A third concern is proper fault identification. In the past, these failure modes have been identified by academic and theoretical research with most driven by “laboratory scale tests and numerical simulations” which “cannot replicate the environmental effects to which real structures are subjected to.”
Textbook guidelines for faults start to match less and less when multiple failure mechanisms occur at one time. Or, when unexpected shocks to the system are experienced. Or, when an asset is abnormally used in service. But, wait, is a real system ever NOT in one of these states?

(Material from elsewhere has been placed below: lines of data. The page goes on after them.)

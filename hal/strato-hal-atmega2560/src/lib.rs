//! ATmega2560 implementations of the Strato HAL traits
//!
//! Thin wrappers that own a peripheral from the device crate and expose
//! its registers through the `strato-hal` traits:
//!
//! - [`Twi`] implements [`TwiController`](strato_hal::TwiController)
//! - [`Adc`] implements [`AdcRegisters`](strato_hal::AdcRegisters)
//!
//! ```ignore
//! let dp = avr_device::atmega2560::Peripherals::take().unwrap();
//! let mut bus = TwiMaster::new(Twi::new(dp.TWI), TwiConfig::default());
//! bus.initialize();
//! let mut adc = RegisterAdc::new(Adc::new(dp.ADC));
//! adc.configure();
//! ```

#![no_std]

pub mod adc;
pub mod twi;

pub use adc::Adc;
pub use twi::Twi;
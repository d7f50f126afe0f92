//! Blocking two-wire master

use heapless::Vec;
use strato_core::config::TwiConfig;
use strato_hal::poll::{PollBudget, PollDeadline};
use strato_hal::twi::{BitRate, Prescaler, TwiCommand, TwiController, STATUS_MASK};

use super::error::TwiError;
use super::status::{BusPhase, Direction, Status};

/// Clock generator settings for a bus configuration
///
/// Picks the smallest prescaler whose divisor fits in eight bits. A bus
/// speed no prescaler can reach falls back to the slowest setting.
pub fn bit_rate(config: &TwiConfig) -> BitRate {
    for prescaler in Prescaler::ALL {
        if let Some(divisor) = config.divisor_for(prescaler.factor()) {
            return BitRate { prescaler, divisor };
        }
    }
    BitRate {
        prescaler: Prescaler::Div64,
        divisor: u8::MAX,
    }
}

/// Two-wire bus master
///
/// Owns the controller, so all access to the physical bus goes through one
/// handle. Use [`SharedTwi`](super::SharedTwi) to hand the bus to several
/// device drivers.
pub struct TwiMaster<C, D = PollBudget> {
    controller: C,
    deadline: D,
    config: TwiConfig,
    phase: BusPhase,
    initialized: bool,
}

impl<C: TwiController> TwiMaster<C, PollBudget> {
    /// Create a master whose waits are bounded by `config.poll_limit` polls
    pub fn new(controller: C, config: TwiConfig) -> Self {
        let deadline = PollBudget::new(config.poll_limit);
        Self::with_deadline(controller, deadline, config)
    }
}

impl<C: TwiController, D: PollDeadline> TwiMaster<C, D> {
    /// Create a master with a custom wait deadline
    pub fn with_deadline(controller: C, deadline: D, config: TwiConfig) -> Self {
        Self {
            controller,
            deadline,
            config,
            phase: BusPhase::Idle,
            initialized: false,
        }
    }

    /// Current transaction phase
    pub fn phase(&self) -> BusPhase {
        self.phase
    }

    /// Bus configuration
    pub fn config(&self) -> &TwiConfig {
        &self.config
    }

    /// Whether [`initialize`](Self::initialize) has run
    pub fn is_initialized(&self) -> bool {
        self.initialized
    }

    /// Give back the controller and deadline
    pub fn release(self) -> (C, D) {
        (self.controller, self.deadline)
    }

    /// Program the clock generator and enable the peripheral
    ///
    /// Must run before any other operation. Calling it again reprograms the
    /// same values.
    pub fn initialize(&mut self) {
        let rate = bit_rate(&self.config);
        self.controller.configure(rate);
        self.controller.enable();
        self.phase = BusPhase::Idle;
        self.initialized = true;
        debug!(
            "twi: {} Hz, prescaler {}, divisor {}",
            self.config.bus_hz,
            rate.prescaler.factor(),
            rate.divisor
        );
    }

    // ========================================================================
    // Protocol primitives
    // ========================================================================

    /// Issue a start condition and wait for it to complete
    pub fn begin_transaction(&mut self) -> Result<(), TwiError> {
        self.ensure_initialized()?;
        if self.phase.in_transaction() {
            return Err(TwiError::OutOfSequence { phase: self.phase });
        }
        self.phase = BusPhase::Started;
        self.launch(TwiCommand::Start)
    }

    /// Issue a repeated start inside an open transaction
    pub fn begin_repeated(&mut self) -> Result<(), TwiError> {
        self.ensure_initialized()?;
        if !matches!(self.phase, BusPhase::AddressSent | BusPhase::DataPhase) {
            return Err(TwiError::OutOfSequence { phase: self.phase });
        }
        self.phase = BusPhase::Started;
        self.launch(TwiCommand::Start)
    }

    /// Issue a stop condition and wait until it is on the bus
    pub fn end_transaction(&mut self) -> Result<(), TwiError> {
        self.ensure_initialized()?;
        self.phase = BusPhase::Stopped;
        self.controller.issue(TwiCommand::Stop);
        self.wait_until(|c: &C| !c.stop_pending())
    }

    /// Transmit one byte (address or data) and wait for completion
    pub fn write_byte(&mut self, byte: u8) -> Result<(), TwiError> {
        self.ensure_initialized()?;
        self.phase = match self.phase {
            BusPhase::Started => BusPhase::AddressSent,
            BusPhase::AddressSent | BusPhase::DataPhase => BusPhase::DataPhase,
            phase => return Err(TwiError::OutOfSequence { phase }),
        };
        self.controller.load_data(byte);
        self.launch(TwiCommand::Transmit)
    }

    /// Receive one byte, acknowledging it if `ack` is set
    pub fn read_byte(&mut self, ack: bool) -> Result<u8, TwiError> {
        self.ensure_initialized()?;
        if !matches!(self.phase, BusPhase::AddressSent | BusPhase::DataPhase) {
            return Err(TwiError::OutOfSequence { phase: self.phase });
        }
        self.phase = BusPhase::DataPhase;
        let command = if ack {
            TwiCommand::ReceiveAck
        } else {
            TwiCommand::ReceiveNack
        };
        self.launch(command)?;
        Ok(self.controller.data())
    }

    /// Current protocol status, prescaler bits masked off
    pub fn status(&self) -> Status {
        Status::from_code(self.controller.raw_status() & STATUS_MASK)
    }

    // ========================================================================
    // Device-level operations
    // ========================================================================

    /// Write one byte to a device register
    pub fn write_register(&mut self, address: u8, register: u8, value: u8) -> Result<(), TwiError> {
        check_address(address)?;
        self.with_transaction(|bus| {
            bus.select_register(address, register)?;
            bus.transmit_all(&[value])
        })
    }

    /// Read one byte from a device register
    pub fn read_register(&mut self, address: u8, register: u8) -> Result<u8, TwiError> {
        check_address(address)?;
        self.with_transaction(|bus| {
            bus.select_register(address, register)?;
            bus.open(address, Direction::Read, true)?;
            let byte = bus.read_byte(false)?;
            bus.expect(Status::DataReadNack)?;
            Ok(byte)
        })
    }

    /// Read consecutive registers into `buf`
    ///
    /// Every byte but the last is acknowledged.
    pub fn read_into(&mut self, address: u8, register: u8, buf: &mut [u8]) -> Result<(), TwiError> {
        check_address(address)?;
        self.with_transaction(|bus| {
            bus.select_register(address, register)?;
            bus.open(address, Direction::Read, true)?;
            bus.receive_into(buf, true)
        })
    }

    /// Read `count` consecutive registers
    pub fn read_burst<const N: usize>(
        &mut self,
        address: u8,
        register: u8,
        count: usize,
    ) -> Result<Vec<u8, N>, TwiError> {
        if count > N {
            return Err(TwiError::BurstTooLong {
                requested: count,
                capacity: N,
            });
        }
        let mut bytes = Vec::new();
        bytes
            .resize(count, 0)
            .map_err(|_| TwiError::BurstTooLong {
                requested: count,
                capacity: N,
            })?;
        self.read_into(address, register, &mut bytes[..])?;
        Ok(bytes)
    }

    // ========================================================================
    // Building blocks
    // ========================================================================

    /// Run `body` as one transaction, issuing a stop on every exit path
    ///
    /// An abort error takes precedence over a failure of the closing stop.
    pub(crate) fn with_transaction<T>(
        &mut self,
        body: impl FnOnce(&mut Self) -> Result<T, TwiError>,
    ) -> Result<T, TwiError> {
        self.ensure_initialized()?;
        let outcome = body(self);
        let stopped = self.end_transaction();
        match (outcome, stopped) {
            (Ok(value), Ok(())) => Ok(value),
            (Ok(_), Err(e)) => Err(e),
            (Err(e), Ok(())) => Err(e),
            (Err(e), Err(stop_error)) => {
                error!("twi: stop after abort failed: {}", stop_error);
                Err(e)
            }
        }
    }

    /// Start (or restart) and address a device
    pub(crate) fn open(
        &mut self,
        address: u8,
        direction: Direction,
        repeated: bool,
    ) -> Result<(), TwiError> {
        if repeated {
            self.begin_repeated()?;
            self.expect(Status::RepeatedStart)?;
        } else {
            self.begin_transaction()?;
            self.expect(Status::Start)?;
        }
        self.write_byte(direction.header(address))?;
        match direction {
            Direction::Write => self.expect(Status::AddressWriteAck),
            Direction::Read => self.expect(Status::AddressReadAck),
        }
    }

    /// Open a write to `address` and send the register pointer
    fn select_register(&mut self, address: u8, register: u8) -> Result<(), TwiError> {
        self.open(address, Direction::Write, false)?;
        self.transmit_all(&[register])
    }

    /// Send data bytes, each of which must be acknowledged
    pub(crate) fn transmit_all(&mut self, bytes: &[u8]) -> Result<(), TwiError> {
        for &byte in bytes {
            self.write_byte(byte)?;
            self.expect(Status::DataWriteAck)?;
        }
        Ok(())
    }

    /// Receive into `buf`; the final byte is NACKed when `nack_last` is set
    pub(crate) fn receive_into(&mut self, buf: &mut [u8], nack_last: bool) -> Result<(), TwiError> {
        let last = buf.len().saturating_sub(1);
        for (index, slot) in buf.iter_mut().enumerate() {
            let ack = !(nack_last && index == last);
            *slot = self.read_byte(ack)?;
            if ack {
                self.expect(Status::DataReadAck)?;
            } else {
                self.expect(Status::DataReadNack)?;
            }
        }
        Ok(())
    }

    /// Compare the current status with the one the protocol step requires
    fn expect(&self, expected: Status) -> Result<(), TwiError> {
        let got = self.status();
        if got == expected {
            return Ok(());
        }
        warn!(
            "twi: expected {} got {} in {}",
            expected.code(),
            got.code(),
            self.phase
        );
        Err(TwiError::UnexpectedStatus {
            expected,
            got,
            phase: self.phase,
        })
    }

    fn ensure_initialized(&self) -> Result<(), TwiError> {
        if self.initialized {
            Ok(())
        } else {
            Err(TwiError::NotInitialized)
        }
    }

    /// Launch an action and wait for its completion flag
    fn launch(&mut self, command: TwiCommand) -> Result<(), TwiError> {
        trace!("twi: {} in {}", command, self.phase);
        self.controller.issue(command);
        self.wait_until(C::is_complete)
    }

    fn wait_until(&mut self, done: fn(&C) -> bool) -> Result<(), TwiError> {
        self.deadline.restart();
        while !done(&self.controller) {
            if self.deadline.expired() {
                warn!("twi: timeout in {}", self.phase);
                return Err(TwiError::BusTimeout { phase: self.phase });
            }
        }
        Ok(())
    }
}

pub(crate) fn check_address(address: u8) -> Result<(), TwiError> {
    if address > 0x7F {
        return Err(TwiError::InvalidAddress(address));
    }
    Ok(())
}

Which, at last, leads to the unholy marriage with AI/ML. The concept is simple – feed in all your past failure data and the algorithm will learn what failure looks like. But which failure? On which asset? In what context? Do I need every combination? Do I need multiple samples of each failure type to produce a significant training set? What if I don’t have data?

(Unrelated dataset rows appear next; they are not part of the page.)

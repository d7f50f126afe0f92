//! Hardware driver implementations
//!
//! This crate provides concrete drivers built on the traits defined in
//! strato-hal and the domain logic in strato-core:
//!
//! - Two-wire bus master (start/stop sequencing, status checking, register
//!   access, embedded-hal `I2c`)
//! - Pressure/temperature sensor (calibration, compensated readings)
//! - Register-level ADC
//! - Poll deadlines backed by an `embedded-hal` delay

#![no_std]
#![deny(unsafe_code)]

#[macro_use]
mod fmt;

pub mod adc;
pub mod poll;
pub mod sensor;
pub mod twi;

#[cfg(test)]
pub(crate) mod sim;
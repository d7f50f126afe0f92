//! Time-based poll deadline
//!
//! [`PollBudget`](strato_hal::PollBudget) counts iterations, which ties the
//! real timeout to CPU speed. [`DelayDeadline`] instead sleeps a fixed step
//! between polls and expires after a wall-clock timeout.

use embedded_hal::delay::DelayNs;
use strato_hal::poll::PollDeadline;

/// Deadline measured with an `embedded-hal` delay provider
pub struct DelayDeadline<D> {
    delay: D,
    step_us: u32,
    timeout_us: u32,
    elapsed_us: u32,
}

impl<D: DelayNs> DelayDeadline<D> {
    /// Poll every `step_us`, giving up after `timeout_us`
    ///
    /// A zero step is treated as one microsecond.
    pub fn new(delay: D, step_us: u32, timeout_us: u32) -> Self {
        Self {
            delay,
            step_us: step_us.max(1),
            timeout_us,
            elapsed_us: 0,
        }
    }

    /// Time spent in the current wait
    pub fn elapsed_us(&self) -> u32 {
        self.elapsed_us
    }

    /// Give back the delay provider
    pub fn release(self) -> D {
        self.delay
    }
}

impl<D: DelayNs> PollDeadline for DelayDeadline<D> {
    fn restart(&mut self) {
        self.elapsed_us = 0;
    }

    fn expired(&mut self) -> bool {
        if self.elapsed_us >= self.timeout_us {
            return true;
        }
        self.delay.delay_us(self.step_us);
        self.elapsed_us = self.elapsed_us.saturating_add(self.step_us);
        false
    }
}
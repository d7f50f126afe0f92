//! Bus trait implementations for the master
//!
//! The same protocol building blocks back three interfaces: the
//! register-oriented [`RegisterBus`] used by device drivers, the generic
//! [`I2cBus`], and `embedded-hal`'s [`I2c`] so third-party drivers can run
//! on this master too.

use embedded_hal::i2c::{ErrorType, I2c, Operation, SevenBitAddress};
use strato_hal::i2c::{I2cBus, RegisterBus};
use strato_hal::poll::PollDeadline;
use strato_hal::twi::TwiController;

use super::error::TwiError;
use super::master::{check_address, TwiMaster};
use super::status::Direction;

fn direction_of(operation: &Operation<'_>) -> Direction {
    match operation {
        Operation::Read(_) => Direction::Read,
        Operation::Write(_) => Direction::Write,
    }
}

fn is_empty_read(operation: &Operation<'_>) -> bool {
    matches!(operation, Operation::Read(buf) if buf.is_empty())
}

impl<C: TwiController, D: PollDeadline> ErrorType for TwiMaster<C, D> {
    type Error = TwiError;
}

impl<C: TwiController, D: PollDeadline> I2c<SevenBitAddress> for TwiMaster<C, D> {
    /// Run `operations` as one transaction
    ///
    /// A start opens the transaction, a repeated start separates runs of
    /// different direction, the last byte of each read run is NACKed and a
    /// stop closes it.
    fn transaction(
        &mut self,
        address: SevenBitAddress,
        operations: &mut [Operation<'_>],
    ) -> Result<(), Self::Error> {
        check_address(address)?;
        if operations.iter().all(is_empty_read) {
            return Ok(());
        }

        self.with_transaction(|bus| {
            let mut previous: Option<Direction> = None;
            for index in 0..operations.len() {
                // a zero-length read has no byte to carry the NACK
                if is_empty_read(&operations[index]) {
                    continue;
                }
                let direction = direction_of(&operations[index]);
                let run_continues = operations[index + 1..]
                    .iter()
                    .find(|op| !is_empty_read(op))
                    .map(direction_of)
                    == Some(direction);

                if previous != Some(direction) {
                    bus.open(address, direction, previous.is_some())?;
                }
                match &mut operations[index] {
                    Operation::Write(bytes) => bus.transmit_all(*bytes)?,
                    Operation::Read(buf) => bus.receive_into(buf, !run_continues)?,
                }
                previous = Some(direction);
            }
            Ok(())
        })
    }
}

impl<C: TwiController, D: PollDeadline> I2cBus for TwiMaster<C, D> {
    type Error = TwiError;

    fn write(&mut self, address: u8, data: &[u8]) -> Result<(), Self::Error> {
        I2c::write(self, address, data)
    }

    fn read(&mut self, address: u8, buf: &mut [u8]) -> Result<(), Self::Error> {
        I2c::read(self, address, buf)
    }

    fn write_read(
        &mut self,
        address: u8,
        write_data: &[u8],
        read_buf: &mut [u8],
    ) -> Result<(), Self::Error> {
        I2c::write_read(self, address, write_data, read_buf)
    }
}

impl<C: TwiController, D: PollDeadline> RegisterBus for TwiMaster<C, D> {
    type Error = TwiError;

    fn write_register(&mut self, address: u8, register: u8, value: u8) -> Result<(), Self::Error> {
        TwiMaster::write_register(self, address, register, value)
    }

    fn read_registers(
        &mut self,
        address: u8,
        register: u8,
        buf: &mut [u8],
    ) -> Result<(), Self::Error> {
        self.read_into(address, register, buf)
    }

    fn read_register(&mut self, address: u8, register: u8) -> Result<u8, Self::Error> {
        TwiMaster::read_register(self, address, register)
    }
}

The overarching answer is AI/ML-bound organizations are the proverbial hammer and industrial applications, rotating machinery included, are being told they are a nail. We see AI/ML organizations publicly touting 50% success rates of failure prediction on IIoT projects – is a coin flip really the bar to measure success against?

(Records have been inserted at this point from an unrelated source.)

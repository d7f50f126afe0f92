//! Sensor drivers
//!
//! Drivers here talk to devices through [`RegisterBus`](strato_hal::RegisterBus),
//! so the same driver runs on the native two-wire master, a shared handle
//! or any `embedded-hal` I2C implementation via [`I2cRegisterBus`].

pub mod bme280;
pub mod bus;

pub use bme280::Bme280;
pub use bus::I2cRegisterBus;
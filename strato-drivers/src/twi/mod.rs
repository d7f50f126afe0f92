//! Two-wire bus master
//!
//! A blocking master for a register-level two-wire controller. Every bus
//! action is a round trip: launch it, wait (bounded) for the completion
//! flag, then compare the status code with the one the protocol step
//! requires. The first mismatch aborts the whole operation.
//!
//! ```text
//! Idle ─► Started ─► AddressSent ─► DataPhase ─┬─► Stopped
//!           ▲                          │  ▲    │
//!           └──── repeated start ◄─────┘  └────┘
//! ```
//!
//! Device-level operations ([`TwiMaster::write_register`],
//! [`TwiMaster::read_register`], [`TwiMaster::read_burst`]) always end with
//! a stop condition, including when they abort.

mod error;
mod i2c;
mod master;
mod shared;
mod status;

pub use error::TwiError;
pub use master::{bit_rate, TwiMaster};
pub use shared::SharedTwi;
pub use status::{BusPhase, Direction, Status};
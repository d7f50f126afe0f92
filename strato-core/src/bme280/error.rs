//! Sensor driver errors

/// Errors reported by the pressure/temperature sensor driver
///
/// `E` is the error type of the underlying register bus. Nothing here is
/// retried by the driver; the caller decides whether to repeat the whole
/// operation.
#[derive(Debug, Clone, Copy, PartialEq, Eq)]
#[cfg_attr(feature = "defmt", derive(defmt::Format))]
pub enum SensorError<E> {
    /// The calibration block read failed; no coefficients were stored
    CalibrationReadFailed(E),
    /// No calibration has been loaded yet
    CalibrationUnavailable,
    /// Writing the measurement trigger failed
    MeasurementRequestFailed(E),
    /// Reading the raw temperature registers failed
    TemperatureReadFailed(E),
    /// Reading the raw pressure registers failed
    PressureReadFailed(E),
    /// Reading the chip ID register failed
    ChipIdReadFailed(E),
    /// Writing the reset command failed
    ResetFailed(E),
}

impl<E> SensorError<E> {
    /// Underlying bus error, if the failure came from the bus
    pub fn bus_error(&self) -> Option<&E> {
        match self {
            SensorError::CalibrationReadFailed(e)
            | SensorError::MeasurementRequestFailed(e)
            | SensorError::TemperatureReadFailed(e)
            | SensorError::PressureReadFailed(e)
            | SensorError::ChipIdReadFailed(e)
            | SensorError::ResetFailed(e) => Some(e),
            SensorError::CalibrationUnavailable => None,
        }
    }
}
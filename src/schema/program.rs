use serde::{Deserialize, Serialize};
use std::path::Path;
use thiserror::Error;

use super::block::Block;

#[derive(Debug, Error)]
pub enum ProgramError {
    #[error("IO error: {0}")]
    Io(#[from] std::io::Error),
    #[error("RON deserialization error: {0}")]
    Ron(#[from] ron::error::SpannedError),
    #[error("RON serialization error: {0}")]
    RonSerialize(#[from] ron::Error),
}

/// A parsed script: an ordered list of blocks addressed by index.
///
/// Block 0 is the entry point. A program is immutable once built and may
/// be shared between any number of engines.
#[derive(Debug, Clone, PartialEq, Eq, Default, Serialize, Deserialize)]
pub struct Program {
    pub blocks: Vec<Block>,
}

impl Program {
    pub fn new(blocks: Vec<Block>) -> Self {
        Self { blocks }
    }

    pub fn block(&self, index: usize) -> Option<&Block> {
        self.blocks.get(index)
    }

    pub fn len(&self) -> usize {
        self.blocks.len()
    }

    pub fn is_empty(&self) -> bool {
        self.blocks.is_empty()
    }

    /// Total number of lines across all blocks.
    pub fn line_count(&self) -> usize {
        self.blocks.iter().map(Block::len).sum()
    }

    /// Save the program as pretty-printed RON.
    pub fn save_to_ron(&self, path: &Path) -> Result<(), ProgramError> {
        let serialized = ron::ser::to_string_pretty(self, ron::ser::PrettyConfig::default())?;
        std::fs::write(path, serialized)?;
        Ok(())
    }

    /// Load a program previously written by [`Program::save_to_ron`].
    pub fn load_from_ron(path: &Path) -> Result<Program, ProgramError> {
        let contents = std::fs::read_to_string(path)?;
        Self::parse_ron(&contents)
    }

    pub fn parse_ron(input: &str) -> Result<Program, ProgramError> {
        Ok(ron::from_str(input)?)
    }
}

#[cfg(test)]
mod tests {
    use super::*;
    use crate::schema::line::Line;

    fn sample() -> Program {
        Program::new(vec![
            Block::new(
                vec![Line::spoken("Alice", "Hi"), Line::command("wait", "2")],
                "Stay[0];Leave[-1]",
            ),
            Block::new(vec![Line::spoken("Narrator", "Silence.")], ""),
        ])
    }

    #[test]
    fn block_lookup() {
        let program = sample();
        assert_eq!(program.len(), 2);
        assert!(program.block(1).is_some());
        assert!(program.block(2).is_none());
        assert_eq!(program.line_count(), 3);
    }

    #[test]
    fn ron_round_trip() {
        let program = sample();
        let serialized = ron::to_string(&program).unwrap();
        let restored = Program::parse_ron(&serialized).unwrap();
        assert_eq!(restored, program);
    }

    #[test]
    fn parse_ron_rejects_garbage() {
        assert!(Program::parse_ron("not ron at all (").is_err());
    }
}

A Path Forward — or – What’s Wrong with Physics?
Our pessimism – and hopefulness – can hopefully be explained with an anecdote.
We recently engaged with a potential customer who had been sold on a vibration-centric predictive maintenance program for diesel motors. We asked if any other sensors were available for cross-referencing, they had a spec sheet with 300 other sensors.
Three hundred sensors the other solution was ignoring! Temperatures, pressures, voltages, currents – all cast aside. And we had to ask, “What’s wrong with physics?”
It is increasingly rare for industrial equipment to have zero inherent sensor capability. And, we’re also seeing big pushes to capture data in local or cloud historians. Ignoring this is a huge opportunity lost.
Instead of reinventing the relationships which govern the operation and failure of components, why don’t we use some of the same physics and engineering principles which govern its design? The relationship between current and RPM in an electric motor is a stable, known fact – we don’t need thousands of hours of training data to re-learn an equation well over 100 years old. The cumulative experience of engineers, operators, and maintainers is priceless. Far more valuable than what an AI can learn in the next decade or so.
This is not to say that FFTs (and even machine learning) are irredeemable. Lone Star uses them both to enhance fundamental cause and effect models. They are both powerful tools and can enable significant insight – in the right context.
- Instead of solely relying on FFTs, we would suggest using FFTs to corroborate more granular sensors – if two independent methods are both pointing towards the same failure outcome, the likelihood of a true-positive prediction is greatly increased.
- Instead of relying on AI/ML to encompass all failure modes and all installations in one algorithm, focus your AI/ML around learning what normal and abnormal looks like for a specific component only on the installation in question.
Real-time condition-based maintenance can unlock enormous value – using a more holistic, balanced approach moves the prospect closer to reality and away from an over-hyped sales pitch.